• **Your instructions**
Only the number is requested. Tally the lines of the data that hold the string "ResolutionStatus".

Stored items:
= Beginning of Section =

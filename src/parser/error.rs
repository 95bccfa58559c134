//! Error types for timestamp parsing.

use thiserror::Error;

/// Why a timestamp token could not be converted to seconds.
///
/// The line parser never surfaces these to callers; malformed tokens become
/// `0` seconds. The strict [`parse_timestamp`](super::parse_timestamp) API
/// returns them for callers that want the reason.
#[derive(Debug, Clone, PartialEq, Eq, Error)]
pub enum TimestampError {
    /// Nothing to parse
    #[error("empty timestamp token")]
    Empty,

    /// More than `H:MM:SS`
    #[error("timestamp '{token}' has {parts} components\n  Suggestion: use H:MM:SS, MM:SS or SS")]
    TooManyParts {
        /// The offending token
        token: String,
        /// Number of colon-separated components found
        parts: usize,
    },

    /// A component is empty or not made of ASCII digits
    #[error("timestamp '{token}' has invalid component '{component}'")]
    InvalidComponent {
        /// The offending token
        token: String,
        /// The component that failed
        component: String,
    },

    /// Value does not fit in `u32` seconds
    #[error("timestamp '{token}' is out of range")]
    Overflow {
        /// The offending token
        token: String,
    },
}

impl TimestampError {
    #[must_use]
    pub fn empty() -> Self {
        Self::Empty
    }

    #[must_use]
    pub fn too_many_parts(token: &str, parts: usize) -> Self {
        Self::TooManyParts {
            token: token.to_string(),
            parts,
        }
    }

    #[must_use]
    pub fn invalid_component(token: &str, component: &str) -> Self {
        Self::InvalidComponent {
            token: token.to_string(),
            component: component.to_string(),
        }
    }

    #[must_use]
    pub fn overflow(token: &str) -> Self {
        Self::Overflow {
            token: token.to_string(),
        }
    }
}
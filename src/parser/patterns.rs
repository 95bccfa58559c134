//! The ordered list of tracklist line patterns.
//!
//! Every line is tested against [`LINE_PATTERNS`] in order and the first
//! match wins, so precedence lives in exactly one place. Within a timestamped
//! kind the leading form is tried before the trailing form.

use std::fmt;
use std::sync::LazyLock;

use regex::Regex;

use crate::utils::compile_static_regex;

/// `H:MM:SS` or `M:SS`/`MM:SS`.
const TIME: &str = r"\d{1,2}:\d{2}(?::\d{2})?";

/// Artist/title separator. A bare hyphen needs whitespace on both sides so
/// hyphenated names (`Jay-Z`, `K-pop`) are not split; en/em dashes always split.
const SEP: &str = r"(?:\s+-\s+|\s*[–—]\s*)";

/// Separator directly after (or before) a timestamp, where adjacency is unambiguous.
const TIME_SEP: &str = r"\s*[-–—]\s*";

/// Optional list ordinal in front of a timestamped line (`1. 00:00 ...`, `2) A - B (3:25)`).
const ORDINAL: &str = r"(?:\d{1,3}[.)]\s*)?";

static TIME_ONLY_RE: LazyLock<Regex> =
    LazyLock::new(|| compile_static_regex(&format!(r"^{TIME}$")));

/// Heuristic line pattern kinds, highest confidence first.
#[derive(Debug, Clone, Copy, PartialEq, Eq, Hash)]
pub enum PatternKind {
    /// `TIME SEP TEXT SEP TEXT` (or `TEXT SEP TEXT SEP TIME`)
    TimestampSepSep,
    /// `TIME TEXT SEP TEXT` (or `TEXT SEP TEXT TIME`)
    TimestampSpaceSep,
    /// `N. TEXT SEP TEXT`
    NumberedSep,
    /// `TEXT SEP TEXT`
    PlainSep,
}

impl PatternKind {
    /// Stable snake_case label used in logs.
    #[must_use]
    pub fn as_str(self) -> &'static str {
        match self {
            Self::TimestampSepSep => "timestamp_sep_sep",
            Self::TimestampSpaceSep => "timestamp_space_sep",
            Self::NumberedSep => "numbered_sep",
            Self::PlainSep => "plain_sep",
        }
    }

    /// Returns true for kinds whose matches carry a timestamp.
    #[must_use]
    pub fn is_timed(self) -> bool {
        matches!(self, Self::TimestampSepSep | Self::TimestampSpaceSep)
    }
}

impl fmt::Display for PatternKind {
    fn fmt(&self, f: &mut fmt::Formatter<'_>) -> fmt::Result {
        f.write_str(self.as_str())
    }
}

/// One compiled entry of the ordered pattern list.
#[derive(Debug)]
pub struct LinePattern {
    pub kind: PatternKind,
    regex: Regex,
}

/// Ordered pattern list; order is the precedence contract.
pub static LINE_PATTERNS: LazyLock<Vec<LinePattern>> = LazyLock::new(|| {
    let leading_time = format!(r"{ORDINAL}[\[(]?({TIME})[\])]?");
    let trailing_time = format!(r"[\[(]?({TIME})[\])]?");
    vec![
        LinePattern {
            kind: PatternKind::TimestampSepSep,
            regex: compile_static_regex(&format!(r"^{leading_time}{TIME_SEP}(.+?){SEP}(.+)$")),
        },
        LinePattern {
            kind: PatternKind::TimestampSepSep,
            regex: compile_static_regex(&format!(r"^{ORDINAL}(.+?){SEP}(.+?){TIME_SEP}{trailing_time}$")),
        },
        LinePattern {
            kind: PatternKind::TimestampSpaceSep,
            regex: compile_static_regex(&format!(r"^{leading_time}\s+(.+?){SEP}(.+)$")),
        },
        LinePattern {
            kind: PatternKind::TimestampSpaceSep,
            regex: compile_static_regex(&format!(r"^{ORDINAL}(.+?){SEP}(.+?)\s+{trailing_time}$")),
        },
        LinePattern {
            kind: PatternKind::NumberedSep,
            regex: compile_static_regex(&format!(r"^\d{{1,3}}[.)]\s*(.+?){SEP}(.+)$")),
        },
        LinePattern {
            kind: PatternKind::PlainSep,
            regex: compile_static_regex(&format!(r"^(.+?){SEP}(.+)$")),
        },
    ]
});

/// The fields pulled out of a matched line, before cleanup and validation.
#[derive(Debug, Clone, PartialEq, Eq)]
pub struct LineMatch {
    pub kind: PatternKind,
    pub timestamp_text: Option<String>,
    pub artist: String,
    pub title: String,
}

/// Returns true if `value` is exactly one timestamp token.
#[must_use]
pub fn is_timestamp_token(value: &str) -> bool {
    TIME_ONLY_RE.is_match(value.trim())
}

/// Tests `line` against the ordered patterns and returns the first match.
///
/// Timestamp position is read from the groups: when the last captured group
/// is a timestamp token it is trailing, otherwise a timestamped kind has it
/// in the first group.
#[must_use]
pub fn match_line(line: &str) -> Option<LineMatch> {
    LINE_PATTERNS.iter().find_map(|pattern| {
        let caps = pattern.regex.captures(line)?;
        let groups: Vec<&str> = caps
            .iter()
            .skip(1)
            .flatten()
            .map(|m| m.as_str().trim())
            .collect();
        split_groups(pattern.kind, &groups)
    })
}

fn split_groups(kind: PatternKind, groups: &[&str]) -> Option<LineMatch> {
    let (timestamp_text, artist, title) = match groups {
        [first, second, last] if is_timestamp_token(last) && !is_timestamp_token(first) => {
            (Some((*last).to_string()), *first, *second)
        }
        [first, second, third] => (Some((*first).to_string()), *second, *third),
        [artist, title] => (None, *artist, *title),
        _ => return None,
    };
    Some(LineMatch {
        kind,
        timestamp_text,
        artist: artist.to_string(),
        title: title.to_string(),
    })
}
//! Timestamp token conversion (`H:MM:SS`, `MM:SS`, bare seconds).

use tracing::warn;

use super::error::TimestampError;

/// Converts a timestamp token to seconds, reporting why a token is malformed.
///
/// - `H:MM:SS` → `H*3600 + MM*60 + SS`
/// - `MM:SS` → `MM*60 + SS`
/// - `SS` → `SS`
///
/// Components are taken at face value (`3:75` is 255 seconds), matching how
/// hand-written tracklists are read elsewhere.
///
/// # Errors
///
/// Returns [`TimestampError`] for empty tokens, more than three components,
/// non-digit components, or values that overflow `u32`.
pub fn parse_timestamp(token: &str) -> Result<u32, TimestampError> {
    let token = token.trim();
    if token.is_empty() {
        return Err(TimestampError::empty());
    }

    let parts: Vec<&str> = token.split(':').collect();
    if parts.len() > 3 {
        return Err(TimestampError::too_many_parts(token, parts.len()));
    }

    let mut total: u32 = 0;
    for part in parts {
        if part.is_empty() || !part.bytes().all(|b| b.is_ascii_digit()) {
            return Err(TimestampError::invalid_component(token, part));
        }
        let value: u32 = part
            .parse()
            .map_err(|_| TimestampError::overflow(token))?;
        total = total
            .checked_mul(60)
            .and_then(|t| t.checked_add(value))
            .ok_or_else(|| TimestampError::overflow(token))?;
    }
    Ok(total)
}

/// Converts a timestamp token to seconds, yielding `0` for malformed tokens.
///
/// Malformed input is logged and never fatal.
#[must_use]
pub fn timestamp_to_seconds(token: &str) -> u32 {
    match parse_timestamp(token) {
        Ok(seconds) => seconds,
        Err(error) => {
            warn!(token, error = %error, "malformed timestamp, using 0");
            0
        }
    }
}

= End of Section =
= Beginning of Section =

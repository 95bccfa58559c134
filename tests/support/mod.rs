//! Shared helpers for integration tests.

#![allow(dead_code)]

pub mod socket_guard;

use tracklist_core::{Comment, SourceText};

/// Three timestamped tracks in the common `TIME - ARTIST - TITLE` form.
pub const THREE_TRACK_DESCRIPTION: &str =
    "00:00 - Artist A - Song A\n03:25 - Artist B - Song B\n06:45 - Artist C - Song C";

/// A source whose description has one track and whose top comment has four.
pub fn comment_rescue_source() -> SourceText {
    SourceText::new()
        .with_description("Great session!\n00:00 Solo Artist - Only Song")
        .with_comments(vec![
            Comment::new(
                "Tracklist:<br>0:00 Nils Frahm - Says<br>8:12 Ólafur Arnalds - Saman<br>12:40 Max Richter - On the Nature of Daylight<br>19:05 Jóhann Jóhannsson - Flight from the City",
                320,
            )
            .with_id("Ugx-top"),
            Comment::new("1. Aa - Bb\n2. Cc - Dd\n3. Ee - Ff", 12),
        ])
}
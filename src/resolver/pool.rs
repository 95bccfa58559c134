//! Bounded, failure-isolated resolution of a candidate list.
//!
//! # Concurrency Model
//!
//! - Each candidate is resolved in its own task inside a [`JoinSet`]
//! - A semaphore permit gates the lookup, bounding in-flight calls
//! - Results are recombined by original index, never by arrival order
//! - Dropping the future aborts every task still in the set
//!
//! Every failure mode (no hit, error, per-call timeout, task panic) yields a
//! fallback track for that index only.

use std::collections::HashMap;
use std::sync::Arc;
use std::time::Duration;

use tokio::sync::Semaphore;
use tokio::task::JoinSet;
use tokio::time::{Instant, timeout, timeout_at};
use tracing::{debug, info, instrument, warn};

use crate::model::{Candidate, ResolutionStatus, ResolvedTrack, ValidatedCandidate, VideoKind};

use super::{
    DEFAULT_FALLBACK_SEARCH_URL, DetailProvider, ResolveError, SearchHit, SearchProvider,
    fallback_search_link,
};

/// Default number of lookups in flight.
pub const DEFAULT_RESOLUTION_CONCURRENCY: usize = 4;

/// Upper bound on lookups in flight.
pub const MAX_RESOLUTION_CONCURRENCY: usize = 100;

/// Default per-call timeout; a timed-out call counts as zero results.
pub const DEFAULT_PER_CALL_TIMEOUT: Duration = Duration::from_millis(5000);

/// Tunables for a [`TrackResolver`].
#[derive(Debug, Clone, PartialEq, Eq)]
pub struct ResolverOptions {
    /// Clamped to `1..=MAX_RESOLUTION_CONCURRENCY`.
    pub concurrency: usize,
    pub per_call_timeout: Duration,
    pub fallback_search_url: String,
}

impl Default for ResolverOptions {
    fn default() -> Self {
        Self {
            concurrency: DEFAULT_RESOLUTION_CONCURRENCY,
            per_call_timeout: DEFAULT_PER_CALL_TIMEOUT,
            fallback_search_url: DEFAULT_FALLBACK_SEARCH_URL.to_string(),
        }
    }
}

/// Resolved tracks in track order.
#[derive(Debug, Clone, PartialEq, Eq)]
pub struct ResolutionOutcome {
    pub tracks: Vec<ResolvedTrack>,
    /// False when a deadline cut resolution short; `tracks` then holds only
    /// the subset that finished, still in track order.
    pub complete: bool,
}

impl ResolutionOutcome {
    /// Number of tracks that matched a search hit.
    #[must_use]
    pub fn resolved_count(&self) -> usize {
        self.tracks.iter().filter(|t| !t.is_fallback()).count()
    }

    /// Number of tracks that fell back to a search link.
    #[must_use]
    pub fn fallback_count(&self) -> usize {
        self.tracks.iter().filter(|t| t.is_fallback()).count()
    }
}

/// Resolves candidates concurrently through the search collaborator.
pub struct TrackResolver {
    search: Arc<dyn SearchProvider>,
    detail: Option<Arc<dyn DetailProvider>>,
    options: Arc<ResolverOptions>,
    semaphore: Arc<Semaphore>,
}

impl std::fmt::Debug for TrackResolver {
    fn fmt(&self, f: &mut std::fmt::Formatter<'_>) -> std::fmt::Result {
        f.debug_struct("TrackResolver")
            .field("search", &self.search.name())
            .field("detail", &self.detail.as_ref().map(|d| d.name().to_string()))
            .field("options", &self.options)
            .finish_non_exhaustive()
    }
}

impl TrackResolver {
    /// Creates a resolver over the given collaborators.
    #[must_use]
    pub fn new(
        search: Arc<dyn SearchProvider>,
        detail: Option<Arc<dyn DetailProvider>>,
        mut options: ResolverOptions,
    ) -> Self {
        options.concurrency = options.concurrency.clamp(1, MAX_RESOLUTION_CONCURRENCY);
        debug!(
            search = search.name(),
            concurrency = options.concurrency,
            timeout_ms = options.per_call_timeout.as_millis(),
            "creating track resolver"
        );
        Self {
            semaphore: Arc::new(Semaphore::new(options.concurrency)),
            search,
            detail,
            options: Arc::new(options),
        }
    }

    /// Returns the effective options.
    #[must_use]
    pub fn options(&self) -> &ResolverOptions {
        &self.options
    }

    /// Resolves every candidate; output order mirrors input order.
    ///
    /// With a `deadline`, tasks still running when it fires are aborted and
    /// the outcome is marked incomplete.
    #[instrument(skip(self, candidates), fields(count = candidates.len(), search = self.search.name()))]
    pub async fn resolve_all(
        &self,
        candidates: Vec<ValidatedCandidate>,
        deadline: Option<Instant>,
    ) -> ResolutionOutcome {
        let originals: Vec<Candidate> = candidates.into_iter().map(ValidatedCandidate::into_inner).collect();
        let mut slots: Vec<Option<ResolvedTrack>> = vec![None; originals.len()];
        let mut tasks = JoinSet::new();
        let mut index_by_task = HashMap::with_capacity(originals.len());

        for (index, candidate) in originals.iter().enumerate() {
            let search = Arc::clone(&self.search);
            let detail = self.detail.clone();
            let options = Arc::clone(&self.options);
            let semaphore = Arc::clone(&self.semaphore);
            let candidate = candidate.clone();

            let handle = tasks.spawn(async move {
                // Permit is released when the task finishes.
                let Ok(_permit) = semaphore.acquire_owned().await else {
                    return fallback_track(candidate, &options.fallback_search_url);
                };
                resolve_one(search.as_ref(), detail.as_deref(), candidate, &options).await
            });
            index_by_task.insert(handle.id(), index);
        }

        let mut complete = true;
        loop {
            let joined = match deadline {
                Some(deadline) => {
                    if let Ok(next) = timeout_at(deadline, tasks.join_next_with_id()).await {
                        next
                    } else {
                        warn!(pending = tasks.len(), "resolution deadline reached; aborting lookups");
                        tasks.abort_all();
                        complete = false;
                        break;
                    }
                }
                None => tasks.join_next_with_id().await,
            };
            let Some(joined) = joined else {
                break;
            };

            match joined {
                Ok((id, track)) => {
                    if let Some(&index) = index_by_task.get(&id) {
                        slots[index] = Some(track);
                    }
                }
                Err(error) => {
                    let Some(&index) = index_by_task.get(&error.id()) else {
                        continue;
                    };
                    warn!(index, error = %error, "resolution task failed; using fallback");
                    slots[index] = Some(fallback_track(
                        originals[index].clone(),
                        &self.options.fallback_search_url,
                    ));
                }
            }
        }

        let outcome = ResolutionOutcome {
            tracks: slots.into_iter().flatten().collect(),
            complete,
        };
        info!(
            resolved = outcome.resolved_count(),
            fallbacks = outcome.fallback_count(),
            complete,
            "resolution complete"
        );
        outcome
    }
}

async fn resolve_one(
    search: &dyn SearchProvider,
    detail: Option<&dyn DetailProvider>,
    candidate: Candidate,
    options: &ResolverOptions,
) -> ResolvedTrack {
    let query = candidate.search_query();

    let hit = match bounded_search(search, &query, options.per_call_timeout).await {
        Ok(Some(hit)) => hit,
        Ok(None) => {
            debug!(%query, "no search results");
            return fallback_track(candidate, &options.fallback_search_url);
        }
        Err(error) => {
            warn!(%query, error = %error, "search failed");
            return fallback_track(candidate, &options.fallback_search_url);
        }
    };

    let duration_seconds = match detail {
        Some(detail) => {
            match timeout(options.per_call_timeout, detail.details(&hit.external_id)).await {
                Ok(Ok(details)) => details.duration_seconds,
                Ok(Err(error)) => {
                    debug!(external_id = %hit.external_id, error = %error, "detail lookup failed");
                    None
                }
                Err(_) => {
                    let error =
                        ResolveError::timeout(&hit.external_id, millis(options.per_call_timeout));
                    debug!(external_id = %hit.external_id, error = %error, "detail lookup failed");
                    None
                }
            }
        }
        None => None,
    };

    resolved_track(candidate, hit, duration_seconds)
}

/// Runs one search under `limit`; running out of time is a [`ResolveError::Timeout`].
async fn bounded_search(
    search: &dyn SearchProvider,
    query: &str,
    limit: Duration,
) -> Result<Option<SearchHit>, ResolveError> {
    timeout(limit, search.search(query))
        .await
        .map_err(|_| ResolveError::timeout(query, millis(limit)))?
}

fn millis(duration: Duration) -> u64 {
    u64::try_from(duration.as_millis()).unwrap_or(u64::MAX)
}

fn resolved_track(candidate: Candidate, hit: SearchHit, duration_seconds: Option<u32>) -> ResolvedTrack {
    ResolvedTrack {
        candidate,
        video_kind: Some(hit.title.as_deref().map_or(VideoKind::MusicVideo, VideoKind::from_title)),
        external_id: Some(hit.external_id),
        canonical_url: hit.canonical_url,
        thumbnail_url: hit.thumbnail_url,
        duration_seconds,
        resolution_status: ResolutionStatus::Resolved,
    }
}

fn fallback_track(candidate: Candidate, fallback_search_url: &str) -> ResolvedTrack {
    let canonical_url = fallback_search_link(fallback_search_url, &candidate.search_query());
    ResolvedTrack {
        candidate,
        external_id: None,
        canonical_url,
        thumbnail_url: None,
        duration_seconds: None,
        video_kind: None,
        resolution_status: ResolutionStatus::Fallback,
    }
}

= End of Section =

• **Output for this task**
3